START Extracted material

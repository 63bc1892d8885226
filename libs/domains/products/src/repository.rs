use async_trait::async_trait;
use mongodb::bson::oid::ObjectId;
use std::sync::Arc;
use tokio::sync::RwLock;

use crate::error::ProductResult;
use crate::filter::ProductFilter;
use crate::models::{NewProduct, Product};

/// Document-store port for products.
///
/// Implementations decide how identifiers are generated but must guarantee
/// that the identifier returned from [`insert`](Self::insert) is the one
/// persisted on the stored product, and that identifiers are unique.
#[cfg_attr(test, mockall::automock)]
#[async_trait]
pub trait ProductRepository: Send + Sync {
    /// Persist a new product and return its generated identifier
    async fn insert(&self, product: NewProduct) -> ProductResult<String>;

    /// First product matching the filter, if any
    async fn find_one(&self, filter: ProductFilter) -> ProductResult<Option<Product>>;

    /// Up to `limit` products matching the filter
    async fn find_many(&self, filter: ProductFilter, limit: i64) -> ProductResult<Vec<Product>>;

    /// Replace the product matching the filter; `false` when nothing matched
    async fn replace(&self, filter: ProductFilter, product: &Product) -> ProductResult<bool>;
}

/// In-memory store keeping insertion order. Used by tests and local runs
/// without a database.
#[derive(Clone, Default)]
pub struct InMemoryProductRepository {
    products: Arc<RwLock<Vec<Product>>>,
}

impl InMemoryProductRepository {
    pub fn new() -> Self {
        Self::default()
    }

    pub async fn len(&self) -> usize {
        self.products.read().await.len()
    }

    pub async fn is_empty(&self) -> bool {
        self.products.read().await.is_empty()
    }
}

#[async_trait]
impl ProductRepository for InMemoryProductRepository {
    async fn insert(&self, product: NewProduct) -> ProductResult<String> {
        let identifier = ObjectId::new().to_hex();
        let mut products = self.products.write().await;
        products.push(Product::from_new(identifier.clone(), product));

        tracing::debug!(product_id = %identifier, "Stored product in memory");
        Ok(identifier)
    }

    async fn find_one(&self, filter: ProductFilter) -> ProductResult<Option<Product>> {
        let products = self.products.read().await;
        Ok(products.iter().find(|p| filter.matches(p)).cloned())
    }

    async fn find_many(&self, filter: ProductFilter, limit: i64) -> ProductResult<Vec<Product>> {
        let products = self.products.read().await;
        let limit = usize::try_from(limit).unwrap_or(0);
        Ok(products
            .iter()
            .filter(|p| filter.matches(p))
            .take(limit)
            .cloned()
            .collect())
    }

    async fn replace(&self, filter: ProductFilter, product: &Product) -> ProductResult<bool> {
        let mut products = self.products.write().await;
        match products.iter_mut().find(|p| filter.matches(p)) {
            Some(stored) => {
                let identifier = std::mem::take(&mut stored.identifier);
                *stored = product.clone();
                stored.identifier = identifier;
                Ok(true)
            }
            None => Ok(false),
        }
    }
}
//! Products API - product catalog REST server

use axum_helpers::server::{create_production_app, create_router};
use core_config::tracing::{init_tracing, install_color_eyre};
use tracing::info;

mod api;
mod config;
mod openapi;
mod state;

use config::Config;
use state::AppState;

#[tokio::main]
async fn main() -> eyre::Result<()> {
    install_color_eyre();

    let config = Config::from_env()?;
    init_tracing(&config.environment);

    info!("Connecting to MongoDB at {}", config.mongodb.redacted_url());

    let mongo_client =
        database::mongodb::connect_from_config_with_retry(&config.mongodb, None).await?;

    let db = mongo_client.database(config.mongodb.database());

    info!(
        "Successfully connected to MongoDB database: {}",
        config.mongodb.database()
    );

    let state = AppState {
        config: config.clone(),
        mongo_client,
        db,
    };

    api::init_indexes(&state).await?;

    let router = create_router::<openapi::ApiDoc>(api::routes(&state), &config.server)?;

    info!(
        "Starting {} v{} on port {} (collection: {})",
        config.app.name, config.app.version, config.server.port, config.products_collection
    );

    let AppState { mongo_client, .. } = state;

    create_production_app(router, &config.server, async move {
        info!("Shutting down: closing MongoDB connections");
        mongo_client.shutdown().await;
        info!("MongoDB connection closed");
    })
    .await?;

    info!("Products API shutdown complete");
    Ok(())
}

END Extracted material

#### Activity:
Set down exactly the lines from the opening line of the material through the line in which "that the identifier" occurs, both included, and no other lines.

#### Exercise result:
repository 63bc1892d8885226
filename libs/domains/products/src/repository.rs
use async_trait::async_trait;
use mongodb::bson::oid::ObjectId;
use std::sync::Arc;
use tokio::sync::RwLock;

use crate::error::ProductResult;
use crate::filter::ProductFilter;
use crate::models::{NewProduct, Product};

/// Document-store port for products.
///
/// Implementations decide how identifiers are generated but must guarantee
/// that the identifier returned from [`insert`](Self::insert) is the one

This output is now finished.